▶ YOUR OBJECTIVE: Working from the top of the records below, reproduce each line exactly, ending once you have written the line containing "persist = None;".

Records drawn from a dataset
===============
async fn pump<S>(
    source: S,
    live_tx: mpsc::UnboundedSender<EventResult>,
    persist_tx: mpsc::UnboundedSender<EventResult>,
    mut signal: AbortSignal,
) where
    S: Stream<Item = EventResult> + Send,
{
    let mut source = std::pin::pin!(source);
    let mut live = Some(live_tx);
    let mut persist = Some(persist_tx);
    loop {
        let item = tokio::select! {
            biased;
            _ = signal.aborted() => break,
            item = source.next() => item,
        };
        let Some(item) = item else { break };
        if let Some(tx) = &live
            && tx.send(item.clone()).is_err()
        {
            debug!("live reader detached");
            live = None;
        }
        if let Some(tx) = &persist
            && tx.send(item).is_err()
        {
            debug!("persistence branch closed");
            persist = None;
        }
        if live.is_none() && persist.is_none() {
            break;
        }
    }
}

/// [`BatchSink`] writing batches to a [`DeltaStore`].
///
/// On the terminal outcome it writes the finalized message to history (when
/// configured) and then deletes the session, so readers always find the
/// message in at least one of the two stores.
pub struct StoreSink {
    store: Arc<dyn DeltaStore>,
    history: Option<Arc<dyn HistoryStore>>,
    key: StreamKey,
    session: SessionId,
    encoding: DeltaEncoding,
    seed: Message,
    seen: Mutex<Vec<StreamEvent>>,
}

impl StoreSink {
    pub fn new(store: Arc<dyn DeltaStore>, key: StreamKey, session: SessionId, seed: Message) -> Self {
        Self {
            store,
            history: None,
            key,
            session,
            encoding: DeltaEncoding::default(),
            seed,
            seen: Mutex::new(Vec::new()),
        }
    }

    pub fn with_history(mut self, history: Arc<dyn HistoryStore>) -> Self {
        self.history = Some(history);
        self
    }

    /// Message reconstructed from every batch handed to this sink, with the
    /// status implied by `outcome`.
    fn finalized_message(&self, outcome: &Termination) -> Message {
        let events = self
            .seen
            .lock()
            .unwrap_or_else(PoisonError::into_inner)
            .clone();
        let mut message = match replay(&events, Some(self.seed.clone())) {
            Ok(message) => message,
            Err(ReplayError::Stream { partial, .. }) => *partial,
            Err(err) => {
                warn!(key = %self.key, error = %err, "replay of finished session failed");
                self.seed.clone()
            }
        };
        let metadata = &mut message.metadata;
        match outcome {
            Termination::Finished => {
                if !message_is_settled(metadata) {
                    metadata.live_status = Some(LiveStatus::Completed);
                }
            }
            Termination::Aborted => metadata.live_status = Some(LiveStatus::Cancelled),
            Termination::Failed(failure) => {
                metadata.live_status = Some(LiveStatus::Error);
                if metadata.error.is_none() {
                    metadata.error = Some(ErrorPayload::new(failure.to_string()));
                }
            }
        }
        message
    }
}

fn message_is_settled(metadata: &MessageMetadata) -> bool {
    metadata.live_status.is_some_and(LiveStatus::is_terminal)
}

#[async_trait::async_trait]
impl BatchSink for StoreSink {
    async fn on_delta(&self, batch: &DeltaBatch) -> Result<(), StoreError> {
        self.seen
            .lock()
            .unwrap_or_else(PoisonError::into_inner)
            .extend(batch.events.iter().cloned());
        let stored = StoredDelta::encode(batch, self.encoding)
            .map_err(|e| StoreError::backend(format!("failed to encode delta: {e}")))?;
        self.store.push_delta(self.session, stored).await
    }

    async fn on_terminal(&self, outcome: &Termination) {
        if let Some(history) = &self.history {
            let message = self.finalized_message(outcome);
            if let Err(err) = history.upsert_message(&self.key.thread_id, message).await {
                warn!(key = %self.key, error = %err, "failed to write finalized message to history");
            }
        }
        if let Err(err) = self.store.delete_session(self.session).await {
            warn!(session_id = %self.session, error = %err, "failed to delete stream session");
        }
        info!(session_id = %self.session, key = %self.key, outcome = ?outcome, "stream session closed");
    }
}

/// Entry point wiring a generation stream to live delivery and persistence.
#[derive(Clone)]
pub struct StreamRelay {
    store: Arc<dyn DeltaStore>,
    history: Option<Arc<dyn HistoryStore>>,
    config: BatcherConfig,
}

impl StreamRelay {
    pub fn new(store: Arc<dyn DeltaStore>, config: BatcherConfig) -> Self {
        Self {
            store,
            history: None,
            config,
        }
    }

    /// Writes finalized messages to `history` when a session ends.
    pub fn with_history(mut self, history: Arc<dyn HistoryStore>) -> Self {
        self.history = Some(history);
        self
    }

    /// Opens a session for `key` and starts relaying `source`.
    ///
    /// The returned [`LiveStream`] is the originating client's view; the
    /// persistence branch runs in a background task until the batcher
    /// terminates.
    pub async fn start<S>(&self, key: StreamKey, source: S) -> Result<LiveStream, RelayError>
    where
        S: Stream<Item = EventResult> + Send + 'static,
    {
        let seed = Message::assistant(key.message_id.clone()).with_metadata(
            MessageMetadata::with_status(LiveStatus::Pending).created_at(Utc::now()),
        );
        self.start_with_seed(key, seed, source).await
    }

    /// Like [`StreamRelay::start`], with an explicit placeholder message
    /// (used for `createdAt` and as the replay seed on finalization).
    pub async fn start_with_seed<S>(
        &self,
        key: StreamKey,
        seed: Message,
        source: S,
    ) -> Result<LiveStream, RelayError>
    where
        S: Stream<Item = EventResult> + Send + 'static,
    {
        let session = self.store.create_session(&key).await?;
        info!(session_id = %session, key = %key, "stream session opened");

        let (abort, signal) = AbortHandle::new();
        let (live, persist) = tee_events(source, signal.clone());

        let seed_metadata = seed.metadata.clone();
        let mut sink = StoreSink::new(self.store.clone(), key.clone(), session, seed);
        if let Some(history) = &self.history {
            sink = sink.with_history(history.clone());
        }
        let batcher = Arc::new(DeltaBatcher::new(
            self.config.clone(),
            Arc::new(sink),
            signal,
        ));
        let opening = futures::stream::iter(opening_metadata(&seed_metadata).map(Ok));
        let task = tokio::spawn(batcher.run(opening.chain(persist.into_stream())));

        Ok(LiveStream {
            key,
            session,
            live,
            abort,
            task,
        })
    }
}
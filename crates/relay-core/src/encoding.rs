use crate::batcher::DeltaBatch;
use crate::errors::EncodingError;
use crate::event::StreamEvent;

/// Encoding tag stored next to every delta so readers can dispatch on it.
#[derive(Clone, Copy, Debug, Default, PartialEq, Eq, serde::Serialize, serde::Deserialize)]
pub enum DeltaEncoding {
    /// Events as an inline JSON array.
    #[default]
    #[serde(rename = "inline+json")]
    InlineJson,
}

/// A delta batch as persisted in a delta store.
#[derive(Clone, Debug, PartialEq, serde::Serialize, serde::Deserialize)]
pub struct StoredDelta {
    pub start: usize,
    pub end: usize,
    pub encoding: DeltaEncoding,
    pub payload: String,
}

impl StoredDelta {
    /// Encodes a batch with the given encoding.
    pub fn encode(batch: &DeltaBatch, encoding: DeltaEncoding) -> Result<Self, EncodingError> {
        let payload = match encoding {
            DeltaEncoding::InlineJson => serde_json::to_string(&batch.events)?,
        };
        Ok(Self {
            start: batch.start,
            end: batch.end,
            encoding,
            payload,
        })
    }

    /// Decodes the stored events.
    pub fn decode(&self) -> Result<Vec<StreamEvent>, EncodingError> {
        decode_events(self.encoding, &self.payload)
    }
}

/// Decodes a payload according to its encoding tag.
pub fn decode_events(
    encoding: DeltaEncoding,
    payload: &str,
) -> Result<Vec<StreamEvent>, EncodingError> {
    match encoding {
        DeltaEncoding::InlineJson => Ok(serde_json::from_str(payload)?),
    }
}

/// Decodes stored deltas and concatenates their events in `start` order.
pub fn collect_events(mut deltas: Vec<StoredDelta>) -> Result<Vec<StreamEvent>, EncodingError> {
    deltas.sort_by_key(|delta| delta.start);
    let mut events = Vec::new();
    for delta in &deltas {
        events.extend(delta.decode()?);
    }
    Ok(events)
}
===============
▶ WRITTEN ANSWER:
async fn pump<S>(
    source: S,
    live_tx: mpsc::UnboundedSender<EventResult>,
    persist_tx: mpsc::UnboundedSender<EventResult>,
    mut signal: AbortSignal,
) where
    S: Stream<Item = EventResult> + Send,
{
    let mut source = std::pin::pin!(source);
    let mut live = Some(live_tx);
    let mut persist = Some(persist_tx);
    loop {
        let item = tokio::select! {
            biased;
            _ = signal.aborted() => break,
            item = source.next() => item,
        };
        let Some(item) = item else { break };
        if let Some(tx) = &live
            && tx.send(item.clone()).is_err()
        {
            debug!("live reader detached");
            live = None;
        }
        if let Some(tx) = &persist
            && tx.send(item).is_err()
        {
            debug!("persistence branch closed");
            persist = None;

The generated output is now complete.